A
GUSTAVE FLAUBERT
MINISTÈRE
DE LA MARINE
ET DES COLONIES
Paris, ce 21 août 1878.
Je
ne vous écrivais point, mon cher Maître, parce que je
suis complètement démoli moralement. Depuis trois semaines
j'essaye à travailler tous les soirs sans avoir pu écrire
une page propre. Rien, rien. Alors je descends peu à peu dans
des noirs de tristesse et de découragement dont j'aurai bien
du mal à sortir. Mon ministère me détruit peu
à peu. Après mes sept heures de travaux administratifs,
je ne puis plus me tendre assez pour rejeter toutes les lourdeurs
qui m'accablent l'esprit. J'ai même essayé d'écrire
quelques chroniques pour Le Gaulois afin de me procurer quelque sous.
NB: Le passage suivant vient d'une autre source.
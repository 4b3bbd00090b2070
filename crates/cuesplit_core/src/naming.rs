//! Output path naming.
//!
//! Tracks land in `<root>/<Artist>/<Album>/<NN>_<Title>.<ext>`. Directory
//! names keep their spelling but lose characters that filesystems reject;
//! file names are additionally folded to plain ASCII with underscores so
//! they survive portable players and tag tools.

use std::path::{Path, PathBuf};

use unicode_normalization::char::is_combining_mark;
use unicode_normalization::UnicodeNormalization;

use crate::models::OutputFormat;

/// Longest directory component we create, in characters.
const MAX_COMPONENT_CHARS: usize = 120;

/// Longest file stem, in bytes. Leaves room for `NN_` and the extension
/// within the usual 255 byte file name limit.
const MAX_STEM_BYTES: usize = 200;

/// Make `name` usable as a single directory component.
///
/// Returns `fallback` when nothing usable is left.
pub fn sanitize_component(name: &str, fallback: &str) -> String {
    let mut out = String::with_capacity(name.len());
    for c in name.chars() {
        match c {
            ':' | '/' | '\\' => out.push('-'),
            '!' => {}
            '?' | '*' | '<' | '>' | '|' | '"' => out.push('_'),
            c if c.is_control() => {}
            c => out.push(c),
        }
    }

    let trimmed = out.trim().trim_end_matches('.').trim_end();
    let capped: String = trimmed.chars().take(MAX_COMPONENT_CHARS).collect();
    let capped = capped.trim_end().trim_end_matches('.');

    if capped.is_empty() || capped == "." || capped == ".." {
        fallback.to_string()
    } else {
        capped.to_string()
    }
}

/// Turn a track title into a file stem: accents stripped, no spaces or
/// shell-unfriendly characters, at most `MAX_STEM_BYTES` bytes.
pub fn clean_file_stem(title: &str) -> String {
    let mut out = String::with_capacity(title.len());
    for c in title.nfc() {
        match c {
            ' ' | '?' | ':' | '@' | '&' | '%' | '$' | '#' | '|' | '>' | '<' | '~' | '`'
            | '"' | '/' | '\\' | '*' => out.push('_'),
            '¿' | '¡' | '°' | '´' | '¨' => out.push('_'),
            c if c.is_control() => {}
            c if c.is_whitespace() => out.push('_'),
            c if c.is_ascii() => out.push(c),
            c => fold_char(c, &mut out),
        }
    }

    let stem = truncate_at_char(out.trim_matches('.'), MAX_STEM_BYTES).trim_end_matches('.');
    if stem.is_empty() {
        "Track".to_string()
    } else {
        stem.to_string()
    }
}

/// `NN_Title.ext` for a track ordinal.
pub fn track_file_name(index: u32, title: &str, format: OutputFormat) -> String {
    format!("{:02}_{}.{}", index, clean_file_stem(title), format.extension())
}

/// `<root>/<Artist>/<Album>`.
pub fn album_dir(root: &Path, performer: &str, album: &str) -> PathBuf {
    root.join(sanitize_component(performer, "Unknown Artist"))
        .join(sanitize_component(album, "Unknown Album"))
}

/// Latin letters lose their accents; other scripts are kept as written.
fn fold_char(c: char, out: &mut String) {
    if let Some(plain) = fold_letter(c) {
        out.push_str(plain);
        return;
    }
    let base = c.nfd().next().unwrap_or(c);
    if base.is_ascii() {
        out.push(base);
    } else if !(is_combining_mark(c) && ('\u{0300}'..='\u{036F}').contains(&c)) {
        out.push(c);
    }
}

/// Letters that carry no combining mark after decomposition.
fn fold_letter(c: char) -> Option<&'static str> {
    let plain = match c {
        'Æ' => "AE",
        'æ' => "ae",
        'Ð' | 'Đ' => "D",
        'ð' | 'đ' => "d",
        'Ħ' => "H",
        'ħ' => "h",
        'ı' => "i",
        'Ĳ' => "IJ",
        'ĳ' => "ij",
        'ĸ' => "k",
        'Ŀ' | 'Ł' => "L",
        'ŀ' | 'ł' => "l",
        'Ŋ' => "N",
        'ŉ' | 'ŋ' => "n",
        'Ø' => "O",
        'ø' => "o",
        'Œ' => "OE",
        'œ' => "oe",
        'ß' => "ss",
        'ſ' => "s",
        'Þ' => "TH",
        'þ' => "th",
        'Ŧ' => "T",
        'ŧ' => "t",
        _ => return None,
    };
    Some(plain)
}

/// Longest prefix of `s` within `max` bytes that ends on a char boundary.
fn truncate_at_char(s: &str, max: usize) -> &str {
    if s.len() <= max {
        return s;
    }
    let mut end = max;
    while !s.is_char_boundary(end) {
        end -= 1;
    }
    &s[..end]
}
Je n'ai pas pu. Je ne trouve pas une ligne et j'ai envie de pleurer
sur mon papier. Ajoutez à cela que tout va mal autour de moi.
Ma mère, qui est retournée à Étretat depuis
deux mois environ, ne va nullement mieux. Son cur surtout la
fait beaucoup souffrir, et elle a eu des syncopes fort inquiétantes.
Elle est tellement affaiblie qu'elle ne m'écrit même
plus, et c'est à peine si, tous les quinze jours, je reçois
un mot qu'elle dicte à son jardinier.
Elle compte toujours sur la visite de M. et Mme Commanville au commencement
d'octobre, et elle espère aussi que vous voudrez bien venir
passer quelques jours près d'elle. Cela la distrairait et lui
ferait beaucoup de bien. J'attends, pour demander mes quinze jours
de congé, que vous m'ayez répondu si vous pourrez, ainsi
que Mme Commanville, être libre à cette époque.
Notre amie Mme Brainne ne s'amuse guère à Plombières.
Elle m'écrit de temps en temps et je lui envoie beaucoup d'histoires
qui ne sont pas toujours très convenables, mais qui, du moins,
peuvent l'égayer.
Suzanne Lagier vient quelquefois me voir à mon ministère
; elle met tout Paris en mouvement pour jouer Gervaise. Elle est bien
farce, mais monotone, et sa personnalité de cabotine tient
dans son esprit une place démesurée.
Comment se fait-il que Zola n'ait point été décoré,
après la promesse de M. Bardoux ? La chose a fait du bruit,
du reste, car tous les journaux avaient annoncé sa décoration.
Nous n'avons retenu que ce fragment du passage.